Cette course à l’armement des effets spéciaux, forcenée mais finalement très standard dans l’univers des blockbusters, assèche After Earth de toute substance humaine. Oblivion avait l’habileté d’intégrer ce phénomène à son sujet, After Earth y sombre. Avec son personnage commandé à distance par un autre, plus son large bagage de missions à remplir, de compétences à acquérir, d’inventaire à gérer, il avait pourtant tout pour s’en sortir lui aussi par le haut, via le rapprochement avec le jeu vidéo. Sauf qu’à force de renoncements et d’impasses, le film se réduit à un tutorial de jeu vidéo – ce niveau qui compte pour du beurre, sans danger ni engagement, où l’on vous prend par la main pour vous donner un aperçu de toutes les potentialités qu’il s’agira d’explorer plus tard. Un « plus tard » qui, dans le cas présent, ne viendra jamais. After Earth ne dure qu’une heure quarante et s’il arrive si vite à son terme, c’est en se contentant de frôler sommairement toutes les idées croisées en route. Les épreuves sont factices, les solutions pour les surmonter tout autant, grâce à la technologie illimitée mise à disposition des héros ou encore plus crûment par les béances d’un script qui ne va jamais se frotter à la difficulté.
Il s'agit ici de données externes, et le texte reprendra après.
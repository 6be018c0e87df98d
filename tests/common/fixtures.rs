//! Graph and clock fixtures shared by the integration tests.

use chrono::{DateTime, Duration, TimeZone, Utc};

use chronoflow::config::EngineConfig;
use chronoflow::graph::{NodeDraft, WorkflowGraph};
use chronoflow::types::NodeId;

/// Fixed origin for synthetic timelines; tests never read a real clock.
pub fn t0() -> DateTime<Utc> {
    Utc.with_ymd_and_hms(2024, 5, 1, 12, 0, 0).unwrap()
}

/// `t0` shifted forward by `offset` milliseconds.
pub fn at(offset_ms: i64) -> DateTime<Utc> {
    t0() + Duration::milliseconds(offset_ms)
}

/// Config with the inter-step grace delay disabled, so ticks advance
/// immediately and tests only reason about action durations.
pub fn no_grace_config() -> EngineConfig {
    EngineConfig::default().with_step_grace_ms(0)
}

/// Node ids of the branching fixture graph.
pub struct DecisionFlow {
    pub root: NodeId,
    pub decision: NodeId,
    pub left: NodeId,
    pub right: NodeId,
}

/// The branching graph used throughout the runner tests:
///
/// ```text
/// root (action, 2000 ms)
/// └── decision
///     ├── left  (action, 1000 ms)
///     └── right (action, 1000 ms)
/// ```
pub fn decision_flow() -> (WorkflowGraph, DecisionFlow) {
    let mut graph =
        WorkflowGraph::new(NodeDraft::action("prepare").with_expected_duration_ms(2_000.0));
    let root = graph.root_id();
    let decision = graph
        .add_child(root, NodeDraft::decision("pick a path"))
        .unwrap();
    let left = graph
        .add_child(
            decision,
            NodeDraft::action("left").with_expected_duration_ms(1_000.0),
        )
        .unwrap();
    let right = graph
        .add_child(
            decision,
            NodeDraft::action("right").with_expected_duration_ms(1_000.0),
        )
        .unwrap();
    (
        graph,
        DecisionFlow {
            root,
            decision,
            left,
            right,
        },
    )
}

/// A straight two-action chain: root (1000 ms) → next (1000 ms).
pub fn two_step_chain() -> (WorkflowGraph, NodeId, NodeId) {
    let mut graph =
        WorkflowGraph::new(NodeDraft::action("first").with_expected_duration_ms(1_000.0));
    let root = graph.root_id();
    let next = graph
        .add_child(
            root,
            NodeDraft::action("second").with_expected_duration_ms(1_000.0),
        )
        .unwrap();
    (graph, root, next)
}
Casting, scénario, reste la mise en scène – ou ce qu’il en subsiste, une fois passé le rouleau compresseur des images de synthèse. En bon disciple de Hughes, Will Smith a embauché à ce poste un yes man de luxe (tout en s’arrogeant une part de la réalisation, d’après ce qu’on peut lire ici par exemple ; ce serait tout sauf surprenant) : M. Night Shyamalan. La descente aux enfers de ce dernier semble sans fin. Après Phénomènes, que je trouve superbe, il avait une première fois consenti à la pratique du compromis hollywoodien pour Le dernier maître de l’air, blockbuster malmené mais encore empreint d’une réelle beauté. Le four de ce dernier lui a visiblement fait baisser d’un cran supplémentaire ses exigences, pour qu’il en arrive à accepter le boulot d’exécutant proposé par Will Smith. D’autres ne sont pas de cet avis, mais personnellement je n’ai rien retrouvé de Shyamalan dans After Earth. Tout le film j’ai attendu, espéré même, qu’il fasse quelque chose de thèmes qui lui tiennent à cœur et qui sont ici à portée de main (quête de soi, confrontation avec la peur). En pure perte : en plus d’être mauvais After Earth est anonyme. Un produit au service d’une star et de sa tentative de cooptation de son fils.